Social motility is regulated by a subset of procyclic stage-specific adenylate cyclases. (A) Gene-specific knockdowns targeting the indicated ACs were assayed for social motility in comparison with 2913 control cells (ctrl) on plates containing tetracycline to induce RNAi. (B) Social motility assay results are shown for the indicated knockdowns, maintained in the absence or presence of tetracycline (Tet) to induce RNAi. (C) Quantitation of the number of projections formed for wild-type cells (WT) or the indicated knockdown lines, maintained in the absence or presence of tetracycline. Mean values and standard errors are shown. P values (unpaired t test) are shown. Sample sizes: WT –Tet, n = 12; WT +Tet, n = 7; AC1 and -2KD –Tet, n = 24; AC1 and -2KD +Tet, n = 20; AC6KD –Tet, n = 16; AC6KD +Tet, n = 23; AC5KD –Tet, n = 36; AC5KD +Tet, n = 36.

FIG 2

Social motility is modulated by AC6 catalytic activity. (A) Social motility assays on AC6-UTR-knockdown cells (AC6 uKD), AC6-RNAi-immune cells (AC6-Ri), or the RNAi-immune catalytic domain mutant cells (AC6**-Ri).
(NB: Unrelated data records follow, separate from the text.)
use std::fmt;

use serde::Serialize;

use gatekeep_core::PrincipalId;

use crate::{
    AuthError, AuthResult, Component, GrantScope, PermissionGrant, PermissionRequirement,
    Principal, RequiredScope, ScopeBindings,
};

/// A requirement whose scope placeholder has been bound.
///
/// `scope` reuses [`GrantScope`]: `All` here means "no instance restriction"
/// and `Instance(id)` is the concrete instance the route targets.
#[derive(Debug, Clone, PartialEq, Eq, Hash, Serialize)]
pub struct ResolvedRequirement {
    pub resource: Component,
    pub action: Component,
    pub scope: GrantScope,
}

impl ResolvedRequirement {
    /// Whether `grant` covers this requirement.
    pub fn is_covered_by(&self, grant: &PermissionGrant) -> bool {
        if !grant.resource.covers(&self.resource) || !grant.action.covers(&self.action) {
            return false;
        }
        match (self.scope, grant.scope) {
            (GrantScope::All, _) => true,
            (GrantScope::Instance(_), GrantScope::All) => true,
            (GrantScope::Instance(wanted), GrantScope::Instance(held)) => wanted == held,
        }
    }
}

impl fmt::Display for ResolvedRequirement {
    fn fmt(&self, f: &mut fmt::Formatter<'_>) -> fmt::Result {
        write!(f, "{}:{}:{}", self.resource, self.action, self.scope)
    }
}

/// Bind the scope placeholder of one requirement.
pub fn resolve(
    requirement: &PermissionRequirement,
    bindings: &ScopeBindings,
) -> AuthResult<ResolvedRequirement> {
    let scope = match &requirement.scope {
        RequiredScope::All => GrantScope::All,
        RequiredScope::Instance(id) => GrantScope::Instance(*id),
        RequiredScope::Placeholder(name) => {
            let id = bindings.get(name).ok_or_else(|| AuthError::UnboundScope {
                placeholder: name.clone(),
            })?;
            GrantScope::Instance(id)
        }
    };
    Ok(ResolvedRequirement {
        resource: requirement.resource.clone(),
        action: requirement.action.clone(),
        scope,
    })
}

/// Bind every requirement. Fails on the first unbound placeholder, before
/// any matching happens.
pub fn resolve_all(
    required: &[PermissionRequirement],
    bindings: &ScopeBindings,
) -> AuthResult<Vec<ResolvedRequirement>> {
    required.iter().map(|r| resolve(r, bindings)).collect()
}

/// Requirements no held grant covers.
///
/// - No IO
/// - No panics
/// - Pure policy check
pub fn unmet(
    held: &[PermissionGrant],
    required: &[PermissionRequirement],
    bindings: &ScopeBindings,
) -> AuthResult<Vec<ResolvedRequirement>> {
    let resolved = resolve_all(required, bindings)?;
    Ok(resolved
        .into_iter()
        .filter(|r| !held.iter().any(|g| r.is_covered_by(g)))
        .collect())
}

/// `true` iff every requirement is covered by at least one held grant.
pub fn satisfies(
    held: &[PermissionGrant],
    required: &[PermissionRequirement],
    bindings: &ScopeBindings,
) -> AuthResult<bool> {
    Ok(unmet(held, required, bindings)?.is_empty())
}

/// Authorize an already-authenticated principal against a requirement set.
pub fn authorize(
    principal: &Principal,
    required: &[PermissionRequirement],
    bindings: &ScopeBindings,
) -> AuthResult<()> {
    let missing = unmet(&principal.grants, required, bindings)?;
    if missing.is_empty() {
        Ok(())
    } else {
        Err(AuthError::InsufficientPermission { missing })
    }
}

// ─────────────────────────────────────────────────────────────────────────────
// Authorization Explanation (Audit Trail)
// ─────────────────────────────────────────────────────────────────────────────

/// Detailed explanation of an authorization decision.
///
/// Answers "why was this request allowed/denied?" for audit logs and
/// operator tooling.
#[derive(Debug, Clone, Serialize)]
pub struct AuthorizationExplanation {
    pub principal_id: PrincipalId,

    /// Whether every requirement was covered.
    pub granted: bool,

    /// Human-readable reason for the decision.
    pub reason: String,

    /// Per-requirement outcome, in requirement order.
    pub decisions: Vec<RequirementDecision>,

    /// Everything the principal holds, in serialized form.
    pub effective_permissions: Vec<String>,

    pub has_super_admin: bool,
}

/// Outcome for one requirement.
#[derive(Debug, Clone, Serialize)]
pub struct RequirementDecision {
    /// The requirement as written by the route (placeholders intact).
    pub requirement: String,

    /// The requirement after binding.
    pub resolved: String,

    /// The first held grant covering it, if any.
    pub covered_by: Option<String>,
}

/// Explain an authorization decision.
///
/// Unbound placeholders are still an error here: an explanation of a broken
/// route table would be misleading.
pub fn explain(
    principal: &Principal,
    required: &[PermissionRequirement],
    bindings: &ScopeBindings,
) -> AuthResult<AuthorizationExplanation> {
    let resolved = resolve_all(required, bindings)?;

    let decisions: Vec<RequirementDecision> = required
        .iter()
        .zip(&resolved)
        .map(|(requirement, resolved)| RequirementDecision {
            requirement: requirement.to_string(),
            resolved: resolved.to_string(),
            covered_by: principal
                .grants
                .iter()
                .find(|g| resolved.is_covered_by(g))
                .map(ToString::to_string),
        })
        .collect();

    let missing: Vec<&str> = decisions
        .iter()
        .filter(|d| d.covered_by.is_none())
        .map(|d| d.resolved.as_str())
        .collect();
    let granted = missing.is_empty();
    let has_super_admin = principal.grants.iter().any(PermissionGrant::is_super_admin);

    let reason = if required.is_empty() {
        "No permissions required".to_string()
    } else if granted && has_super_admin {
        "Principal holds the super-admin grant '{all}:{all}:{all}'".to_string()
    } else if granted {
        format!("All {} required permission(s) are covered", required.len())
    } else {
        format!("Principal is missing: {}", missing.join(", "))
    };

    Ok(AuthorizationExplanation {
        principal_id: principal.id,
        granted,
        reason,
        decisions,
        effective_permissions: principal.grants.iter().map(ToString::to_string).collect(),
        has_super_admin,
    })
}
//! Per-principal revocation counter.
//!
//! The counter is the single source of truth for "is this refresh credential
//! still the latest one issued". Refresh credentials embed the value current
//! at issuance; bumping the counter invalidates all of them at once.

use std::collections::HashMap;
use std::sync::atomic::{AtomicU64, Ordering};
use std::sync::{Arc, RwLock};

use async_trait::async_trait;

use gatekeep_core::PrincipalId;

use crate::CounterError;

/// Monotonic per-principal counter.
///
/// Implementations must make `increment_and_get` linearizable per principal:
/// N concurrent increments return N distinct successive values. Different
/// principals must not contend with each other.
#[async_trait]
pub trait RevocationCounter: Send + Sync {
    /// Current value; 0 when the principal has no entry yet.
    async fn get(&self, principal_id: PrincipalId) -> Result<u64, CounterError>;

    /// Create-or-increment, returning the new value.
    async fn increment_and_get(&self, principal_id: PrincipalId) -> Result<u64, CounterError>;

    /// Drop the entry of a deleted principal.
    ///
    /// Only meaningful once the principal can no longer be issued
    /// credentials; a concurrent issue may otherwise recreate the entry.
    /// The id must not be reused afterwards: the counter restarts at zero.
    async fn remove(&self, principal_id: PrincipalId) -> Result<(), CounterError>;
}

/// In-memory counter for tests/dev and single-process deployments.
///
/// - One atomic cell per principal; the map lock is only held long enough to
///   find (or, once, create) the cell.
/// - Every operation completes without an await point, so a cancelled
///   caller either sees the increment land or not at all.
#[derive(Debug, Default)]
pub struct InMemoryRevocationCounter {
    cells: RwLock<HashMap<PrincipalId, Arc<AtomicU64>>>,
}

impl InMemoryRevocationCounter {
    pub fn new() -> Self {
        Self::default()
    }

    fn cell(&self, principal_id: PrincipalId) -> Result<Option<Arc<AtomicU64>>, CounterError> {
        let cells = self.cells.read().map_err(|_| CounterError::Poisoned)?;
        Ok(cells.get(&principal_id).cloned())
    }

    fn cell_or_create(&self, principal_id: PrincipalId) -> Result<Arc<AtomicU64>, CounterError> {
        if let Some(cell) = self.cell(principal_id)? {
            return Ok(cell);
        }
        let mut cells = self.cells.write().map_err(|_| CounterError::Poisoned)?;
        Ok(cells.entry(principal_id).or_default().clone())
    }
}

#[async_trait]
impl RevocationCounter for InMemoryRevocationCounter {
    async fn get(&self, principal_id: PrincipalId) -> Result<u64, CounterError> {
        Ok(self
            .cell(principal_id)?
            .map(|cell| cell.load(Ordering::SeqCst))
            .unwrap_or(0))
    }

    async fn increment_and_get(&self, principal_id: PrincipalId) -> Result<u64, CounterError> {
        let cell = self.cell_or_create(principal_id)?;
        Ok(cell.fetch_add(1, Ordering::SeqCst) + 1)
    }

    async fn remove(&self, principal_id: PrincipalId) -> Result<(), CounterError> {
        let mut cells = self.cells.write().map_err(|_| CounterError::Poisoned)?;
        cells.remove(&principal_id);
        Ok(())
    }
}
Cells were maintained in the absence or presence of tetracycline (Tet) to induce RNAi. Schematics at the top of the panel illustrate the region targeted for RNAi. RNAi targets the 3′ UTR of the endogenous AC6 gene, while transgenes are immune to RNAi, owing to the presence of an alternate UTR. (B) Northern blot probed with an AC6-specific probe (top). RNA was prepared from bloodstream cells (BSF), procyclic 2913 control cells (PCF), AC6-uKD cells, AC6-Ri cells, or AC6**-Ri cells maintained with or without Tet as indicated. The position of the endogenous AC6 mRNA (open arrowhead) and transgene mRNA (closed arrowhead) are indicated. Total RNA was visualized by UV illumination of the blot (bottom). (C) Quantitation of the number of projections formed for the indicated cell lines maintained in the absence or presence of Tet. Mean values and standard errors are shown. P values (unpaired t test) are indicated. Sample sizes: AC6uKD –Tet, n = 90; AC6uKD +Tet, n = 90; AC6-Ri –Tet, n = 34; AC6-Ri +Tet, n = 34; AC6**-Ri –Tet, n = 30; AC6**-Ri +Tet, n = 30.

FIG 3

AC6 is localized to the tip of the trypanosome flagellum. (A) Western blot of protein extracts from 2913 cells and from cells expressing wild-type HA-tagged AC6 (AC6HA) or catalytically inactive AC6 (AC6**HA). Blots were probed with anti-HA antibody, or anti-tubulin antibody as a loading control. (B) Control cells (2913) or cells expressing HA-tagged wild-type AC6 (AC6HA) or the catalytic domain mutant (AC6**HA) were subjected to immunofluorescence with anti-HA antibody (green) and DAPI (blue). Bar, 2 μm.

FIG 4

Model for cAMP microdomain regulation of social motility. (A) Schematic model for AC6-dependent control of social motility in wild-type cells (WT) and AC6 knockdown or catalytic mutant cells [AC6(−)]. AC6 is one of several ACs in the trypanosome flagellum. The model posits that ACs recognize different ligands, depending on their divergent extracellular domains, and that ligand binding regulates AC activity. cAMP produced specifically by AC6 acts to inhibit social motility, and when AC6 activity is reduced through ligand-mediated regulation (WT), this results in reduced cAMP and activation of social motility. Constitutive inactivation of AC6, e.g., through knockdown or expression of a catalytic mutant [AC6(−)], causes a signal-independent decrease in local cAMP, resulting in a precocious, hypersocial phenotype. (B) Reciprocal relationship between social motility (SoMo) and cAMP concentration.